Beyond physical appearance, Torchy and Ormes also shared a similar self-reliance and barrier-breaking ambition. When Torchy wants to leave “Dixie,” she sells a cow and hops a train (pretending she can’t read the “whites only” sign); when she wants a job, she storms in and demands an audition. On Ormes’ part, she was undeterred by the fact that the cartooning world at the time was overwhelmingly male-dominated and, for the most part, the work of Black cartoonists was only run in African-American publications, including hers.

Courtesy Nancy Goldstein.

Torchy Brown lasted a year. Afterward, Ormes moved to Chicago and got a job writing a society and fashion column for the Chicago Defender. She then briefly worked on a cartoon called Candy about a wisecracking maid. But it was her next gig that would cement her legacy.

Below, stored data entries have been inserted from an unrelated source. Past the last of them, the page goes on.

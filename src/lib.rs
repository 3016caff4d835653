//! Keep a Vault token valid and secrets fresh for the lifetime of a process.
//!
//! [`SecretsManager`] authenticates once at construction, renews the token in
//! the background, and hands out [`SecretAccessor`]s that always answer with
//! the latest successfully fetched value of a secret.

pub mod auth;
pub mod backoff;
pub mod client;
pub mod config;
pub mod duration;
pub mod error;
pub mod evergreen;
pub mod google;
pub mod manager;
pub mod report;
pub mod secret;
pub mod token;

pub use auth::{AuthMethod, AuthResult, Authenticator};
pub use config::Config;
pub use error::{ErrorKind, Result, VaultError};
pub use manager::{SecretsManager, SecretsManagerBuilder};
pub use report::{BackgroundError, ErrorReceiver, Origin};
pub use secret::{SecretAccessor, SecretData, SecretSnapshot};
pub use token::TokenStatus;
#![allow(dead_code)]

use std::sync::atomic::{AtomicUsize, Ordering};
use std::sync::Arc;
use std::time::Duration;

use anyhow::Result;
use evergreen_vault::auth::AuthMethod;
use evergreen_vault::backoff::RefreshPolicy;
use evergreen_vault::{Config, SecretAccessor};
use secrecy::SecretString;
use serde_json::{json, Value};
use wiremock::{Request, Respond, ResponseTemplate};

pub const STATIC_TOKEN: &str = "s.static-token";

/// `{"auth": {...}}` as returned by every login endpoint.
pub fn login_body(token: &str, renewable: bool, lease_secs: u64) -> String {
    json!({
        "request_id": "login-1",
        "auth": {
            "client_token": token,
            "renewable": renewable,
            "lease_duration": lease_secs,
            "policies": ["default"]
        }
    })
    .to_string()
}

/// A KV v2 read response wrapping `data`.
pub fn kv2_body(data: Value, renewable: bool, lease_secs: u64) -> String {
    json!({
        "request_id": "read-1",
        "lease_id": "",
        "renewable": renewable,
        "lease_duration": lease_secs,
        "data": {
            "data": data,
            "metadata": { "version": 1 }
        }
    })
    .to_string()
}

pub fn json_response(body: String) -> ResponseTemplate {
    ResponseTemplate::new(200).set_body_raw(body, "application/json")
}

pub fn token_config(address: &str) -> Config {
    Config::new(
        address,
        AuthMethod::Token {
            token: SecretString::from(STATIC_TOKEN.to_string()),
        },
    )
}

pub fn github_config(address: &str, token: &str) -> Config {
    Config::new(
        address,
        AuthMethod::GitHub {
            token: SecretString::from(token.to_string()),
        },
    )
}

/// Short retry timings so failure paths finish quickly.
pub fn fast_refresh(config: &mut Config) {
    config.refresh = RefreshPolicy {
        retry_initial: Duration::from_millis(300),
        retry_max: Duration::from_secs(2),
        min_interval: Duration::from_secs(1),
    };
}

/// Serves `secret-1`, `secret-2`, ... with a one second renewable lease.
#[derive(Clone, Default)]
pub struct CountingSecret {
    served: Arc<AtomicUsize>,
}

impl CountingSecret {
    pub fn served(&self) -> usize {
        self.served.load(Ordering::SeqCst)
    }
}

impl Respond for CountingSecret {
    fn respond(&self, _request: &Request) -> ResponseTemplate {
        let n = self.served.fetch_add(1, Ordering::SeqCst) + 1;
        json_response(kv2_body(json!({ "value": format!("secret-{n}") }), true, 1))
    }
}

/// Poll `accessor` until `key` differs from `initial`, or give up after `limit`.
pub async fn wait_for_change(
    accessor: &SecretAccessor,
    key: &str,
    initial: &str,
    limit: Duration,
) -> Result<String> {
    let deadline = tokio::time::Instant::now() + limit;
    loop {
        if let Some(value) = accessor.get_str(key) {
            if value != initial {
                return Ok(value);
            }
        }
        if tokio::time::Instant::now() >= deadline {
            anyhow::bail!("{key} still {initial:?} after {limit:?}");
        }
        tokio::time::sleep(Duration::from_millis(25)).await;
    }
}
//! Error types shared by every part of the engine.

use std::path::PathBuf;

use reqwest::StatusCode;

pub type Result<T, E = VaultError> = std::result::Result<T, E>;

/// Coarse classification of a [`VaultError`].
#[derive(Debug, Clone, Copy, PartialEq, Eq)]
pub enum ErrorKind {
    /// Missing or invalid address/credential; fatal at construction.
    Configuration,
    /// Network-level failure or a non-2xx other than 401/403.
    Transport,
    /// Response body did not have the expected shape.
    Decode,
    /// The service rejected the credential or token.
    Authorization,
    /// Local file access failed.
    Io,
    /// A secret field could not be turned into a credential.
    Credential,
}

#[derive(Debug, thiserror::Error)]
pub enum VaultError {
    #[error("configuration error: {0}")]
    Configuration(String),

    #[error("request to {url} failed: {source}")]
    Transport {
        url: String,
        #[source]
        source: reqwest::Error,
    },

    #[error("{url} responded with {status}: {message}")]
    UnexpectedStatus {
        url: String,
        status: StatusCode,
        message: String,
    },

    #[error("{url} rejected the request ({status}): {message}")]
    Authorization {
        url: String,
        status: StatusCode,
        message: String,
    },

    #[error("unexpected response from {url}: {reason}")]
    Decode {
        url: String,
        reason: String,
        #[source]
        source: Option<serde_json::Error>,
    },

    #[error("failed to {action} {}: {source}", .path.display())]
    Io {
        action: &'static str,
        path: PathBuf,
        #[source]
        source: std::io::Error,
    },

    #[error("key {key} not found in secret {path}")]
    MissingKey { path: String, key: String },

    #[error("key {key} in secret {path} is not a string")]
    NotAString { path: String, key: String },

    #[error("key {key} in secret {path} is not valid base64: {source}")]
    Base64 {
        path: String,
        key: String,
        #[source]
        source: base64::DecodeError,
    },

    #[error("oidc login failed: {0}")]
    OidcCallback(String),
}

impl VaultError {
    pub fn kind(&self) -> ErrorKind {
        match self {
            VaultError::Configuration(_) => ErrorKind::Configuration,
            VaultError::Transport { .. } | VaultError::UnexpectedStatus { .. } => {
                ErrorKind::Transport
            }
            VaultError::Authorization { .. } | VaultError::OidcCallback(_) => {
                ErrorKind::Authorization
            }
            VaultError::Decode { .. } => ErrorKind::Decode,
            VaultError::Io { .. } => ErrorKind::Io,
            VaultError::MissingKey { .. }
            | VaultError::NotAString { .. }
            | VaultError::Base64 { .. } => ErrorKind::Credential,
        }
    }

    /// Whether a later attempt at the same request can reasonably succeed.
    ///
    /// Background loops retry regardless; this is for callers deciding what
    /// to do with an error they drained from the channel.
    pub fn is_retryable(&self) -> bool {
        self.kind() == ErrorKind::Transport
    }

    pub(crate) fn decode(url: impl Into<String>, source: serde_json::Error) -> Self {
        VaultError::Decode {
            url: url.into(),
            reason: source.to_string(),
            source: Some(source),
        }
    }

    pub(crate) fn shape(url: impl Into<String>, reason: impl Into<String>) -> Self {
        VaultError::Decode {
            url: url.into(),
            reason: reason.into(),
            source: None,
        }
    }
}
//! Authentication against Vault.
//!
//! An [`Authenticator`] turns one credential source into an [`AuthResult`].
//! It performs at most one login round trip and never retries; retry policy
//! belongs to [`crate::token::TokenLifecycle`], which calls it.
//!
//! The configured method is an explicit [`AuthMethod`] variant:
//!
//! ```toml
//! [auth]
//! method = "kubernetes"
//! mount = "kubernetes/runtimeservice/team/app"
//! role = "app"
//! ```

mod github;
mod kubernetes;
pub mod oidc;

pub use github::GitHubLogin;
pub use kubernetes::{KubernetesLogin, DEFAULT_JWT_PATH};
pub use oidc::{BrowserOpener, LogBrowserOpener, OidcLogin, OidcSettings};

use std::path::PathBuf;
use std::sync::Arc;
use std::time::Duration;

use async_trait::async_trait;
use chrono::{DateTime, Utc};
use secrecy::SecretString;
use serde::{Deserialize, Deserializer};
use tokio::time::{Instant, Sleep};

use crate::client::VaultClient;
use crate::error::Result;

/// A freshly issued Vault token.
#[derive(Debug, Clone)]
pub struct AuthResult {
    client_token: SecretString,
    renewable: bool,
    lease_duration: Duration,
    issued: Instant,
    issued_at: DateTime<Utc>,
}

impl AuthResult {
    pub fn new(client_token: SecretString, renewable: bool, lease_duration: Duration) -> Self {
        Self {
            client_token,
            renewable,
            lease_duration,
            issued: Instant::now(),
            issued_at: Utc::now(),
        }
    }

    pub fn client_token(&self) -> &SecretString {
        &self.client_token
    }

    pub fn renewable(&self) -> bool {
        self.renewable
    }

    pub fn lease_duration(&self) -> Duration {
        self.lease_duration
    }

    pub fn issued_at(&self) -> DateTime<Utc> {
        self.issued_at
    }

    /// Completes once, `lease_duration` after issuance.
    ///
    /// Irrelevant for non-renewable results, which are never rescheduled.
    pub fn expiry(&self) -> Sleep {
        tokio::time::sleep_until(self.issued + self.lease_duration)
    }

    pub(crate) fn issued(&self) -> Instant {
        self.issued
    }
}

/// Produces a token from one credential source.
#[async_trait]
pub trait Authenticator: Send + Sync {
    /// Perform one login. Must not retry.
    async fn authenticate(&self, client: &VaultClient) -> Result<AuthResult>;

    /// Short name used in logs.
    fn method(&self) -> &'static str;
}

/// How the manager should authenticate.
#[derive(Debug, Clone, Deserialize)]
#[serde(tag = "method", rename_all = "lowercase")]
pub enum AuthMethod {
    /// A pre-issued token, used as-is and never renewed.
    Token {
        #[serde(deserialize_with = "deserialize_secret")]
        token: SecretString,
    },
    /// GitHub personal access token login.
    #[serde(rename = "github")]
    GitHub {
        #[serde(deserialize_with = "deserialize_secret")]
        token: SecretString,
    },
    /// Kubernetes service-account login.
    Kubernetes {
        mount: String,
        role: String,
        #[serde(default = "default_jwt_path")]
        jwt_path: PathBuf,
    },
    /// Interactive OIDC login completed in a browser.
    Oidc(OidcSettings),
}

fn default_jwt_path() -> PathBuf {
    PathBuf::from(DEFAULT_JWT_PATH)
}

fn deserialize_secret<'de, D>(deserializer: D) -> std::result::Result<SecretString, D::Error>
where
    D: Deserializer<'de>,
{
    String::deserialize(deserializer).map(SecretString::from)
}

impl AuthMethod {
    pub fn name(&self) -> &'static str {
        match self {
            AuthMethod::Token { .. } => StaticToken::METHOD,
            AuthMethod::GitHub { .. } => GitHubLogin::METHOD,
            AuthMethod::Kubernetes { .. } => KubernetesLogin::METHOD,
            AuthMethod::Oidc(_) => OidcLogin::METHOD,
        }
    }

    /// Build the authenticator for this method.
    pub fn authenticator(&self) -> Arc<dyn Authenticator> {
        match self {
            AuthMethod::Token { token } => Arc::new(StaticToken::new(token.clone())),
            AuthMethod::GitHub { token } => Arc::new(GitHubLogin::new(token.clone())),
            AuthMethod::Kubernetes {
                mount,
                role,
                jwt_path,
            } => Arc::new(KubernetesLogin::new(mount, role, jwt_path)),
            AuthMethod::Oidc(settings) => Arc::new(OidcLogin::new(settings.clone())),
        }
    }
}

/// A pre-issued token. Never touches the network and is never renewed.
pub struct StaticToken {
    token: SecretString,
}

impl StaticToken {
    const METHOD: &'static str = "token";

    pub fn new(token: SecretString) -> Self {
        Self { token }
    }
}

#[async_trait]
impl Authenticator for StaticToken {
    async fn authenticate(&self, _client: &VaultClient) -> Result<AuthResult> {
        Ok(AuthResult::new(self.token.clone(), false, Duration::ZERO))
    }

    fn method(&self) -> &'static str {
        Self::METHOD
    }
}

Beginning its run in 1945, Patty-Jo ‘n’ Ginger was a single-frame comic featuring scenes in which the precocious Patty-Jo makes outrageous pronouncements as her lovely older sister, Ginger, looks on. As Patty-Jo exclaimed with comically naïve yet often prematurely astute commentary, Ginger—depicted as a book-loving college girl—silently functioned as the mature, jaded counterpart. One panel featured a bruised but grinning Patty-Jo clutching a football and declaring, “Wha’cha mean it’s no game for girls? We Got feet too, ain’t we?” In another, the pair walk out of a movie theater with Patty-Jo saying, “It would be interestin’ to discover which committee decided it was un-American to be colored!”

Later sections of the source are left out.